Introduzione all’analisi di RNASeq con R

Author

Marco Chiapello

Location

Il corso si terrà in:

Dipartimento di Biomedicina e Prevenzione
Università di Roma Tor Vergata
Edificio E Nord 2 piano aula 290
Via Montpellier 1
00133 Rome

Programma del corso

Primo giorno

Orario Tema
9:30 Introduzione al Corso
10:15 Riepilogo R
10:45 Pausa
11:00 Introduzione all’RNASeq
12:30 Pausa pranzo
13:30 Ricerca Riproducibile
14:45 Pausa
15:00 Software and code
16:30 Considerazioni finali

Secondo giorno

Orario Tema
9:30 Live code (QC and quantification)
10:45 Pausa
11:00 Live Code (Summarized Experiment)
12:30 Pausa pranzo
13:30 Live Code (DEG)
14:45 Pausa
15:00 Live Code (DEG)
16:30 Considerazioni finali

Come installare i software necessari al corso

Per questo corso ci serviranno diversi software. Alcuni dei quali possono essere usati indistintamente su diversi sistemi operativi, altri invece no. Di seguito troverete le istruzioni per installare i software necessari sul vostro computer.

R

Per installare R cliccate sul seguente link e seguite le istruzioni per il vostro sistema operativo.

RStudio

Per installare RStudio cliccate sul seguente link e seguite le istruzioni per il vostro sistema operativo.

Docker

Per installare Docker cliccate sul seguente link e seguite le istruzioni per il vostro sistema operativo.

Slack

Seguire il link per iscriversi al canale Slack del corso

Docente

Marco Chiapello è un bioinformatico con lunga esperieza di utilizzo di R e Bioconductor.

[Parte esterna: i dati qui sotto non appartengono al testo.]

//! Immutable choice lists consumed by form widgets.

use std::collections::HashMap;

use indexmap::IndexMap;
use serde::Serialize;

use crate::models::CategoryId;

/// Generates the string value submitted for a choice.
pub type ValueMapper<'a> = dyn Fn(&CategoryId) -> String + 'a;

/// One selectable option.
#[derive(Debug, Clone, PartialEq, Serialize)]
pub struct ChoiceView<'a> {
    pub value: &'a str,
    pub label: &'a str,
    pub choice: &'a CategoryId,
}

/// Ordered, bidirectional mapping between string values and choices.
///
/// Values default to the category id. When a value mapper yields the same
/// value twice, the later choice replaces the earlier one in place.
#[derive(Debug, Clone, PartialEq)]
pub struct ChoiceList {
    /// value -> choice
    choices: IndexMap<String, CategoryId>,
    /// value -> label
    labels: IndexMap<String, String>,
    /// choice -> first value producing it
    values_by_choice: HashMap<CategoryId, String>,
}

impl ChoiceList {
    /// Build a list from `label -> choice` pairs, in order.
    pub fn new(choices: IndexMap<String, CategoryId>, value: Option<&ValueMapper<'_>>) -> Self {
        let mut list = Self {
            choices: IndexMap::with_capacity(choices.len()),
            labels: IndexMap::with_capacity(choices.len()),
            values_by_choice: HashMap::with_capacity(choices.len()),
        };

        for (label, choice) in choices {
            let choice_value = match value {
                Some(mapper) => mapper(&choice),
                None => choice.to_string(),
            };
            list.labels.insert(choice_value.clone(), label);
            list.choices.insert(choice_value, choice);
        }

        for (choice_value, choice) in &list.choices {
            list.values_by_choice
                .entry(choice.clone())
                .or_insert_with(|| choice_value.clone());
        }

        list
    }

    /// value -> choice, in display order.
    pub fn choices(&self) -> &IndexMap<String, CategoryId> {
        &self.choices
    }

    /// value -> label, in display order.
    pub fn labels(&self) -> &IndexMap<String, String> {
        &self.labels
    }

    pub fn values(&self) -> impl Iterator<Item = &str> {
        self.choices.keys().map(String::as_str)
    }

    pub fn iter(&self) -> impl Iterator<Item = ChoiceView<'_>> {
        self.choices.iter().map(|(value, choice)| ChoiceView {
            value,
            label: self.labels.get(value).map(String::as_str).unwrap_or_default(),
            choice,
        })
    }

    pub fn len(&self) -> usize {
        self.choices.len()
    }

    pub fn is_empty(&self) -> bool {
        self.choices.is_empty()
    }

    /// Choices for the given values, keyed by input position.
    ///
    /// Unknown values are dropped; order follows the input.
    pub fn choices_for_values<S: AsRef<str>>(&self, values: &[S]) -> IndexMap<usize, CategoryId> {
        values
            .iter()
            .enumerate()
            .filter_map(|(i, value)| {
                self.choices
                    .get(value.as_ref())
                    .map(|choice| (i, choice.clone()))
            })
            .collect()
    }

    /// Values for the given choices, keyed by input position.
    ///
    /// Unknown choices are dropped; order follows the input.
    pub fn values_for_choices(&self, choices: &[CategoryId]) -> IndexMap<usize, String> {
        choices
            .iter()
            .enumerate()
            .filter_map(|(i, choice)| {
                self.values_by_choice
                    .get(choice)
                    .map(|value| (i, value.clone()))
            })
            .collect()
    }
}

Dal 2016 è un istruttore certificato per l’organizzazione internazionale The Carpentries con la quale ha insegnato negli ultimi anni più di 10 corsi in varie università Europee di analisi dati con R. Dal 2015 insegna il corso PhD ToolBox presso l’Università degli Studi di Torino. Attualmente è Application Engineer presso Agilent Technologies nella divisione “Diagnostics & Genomics”.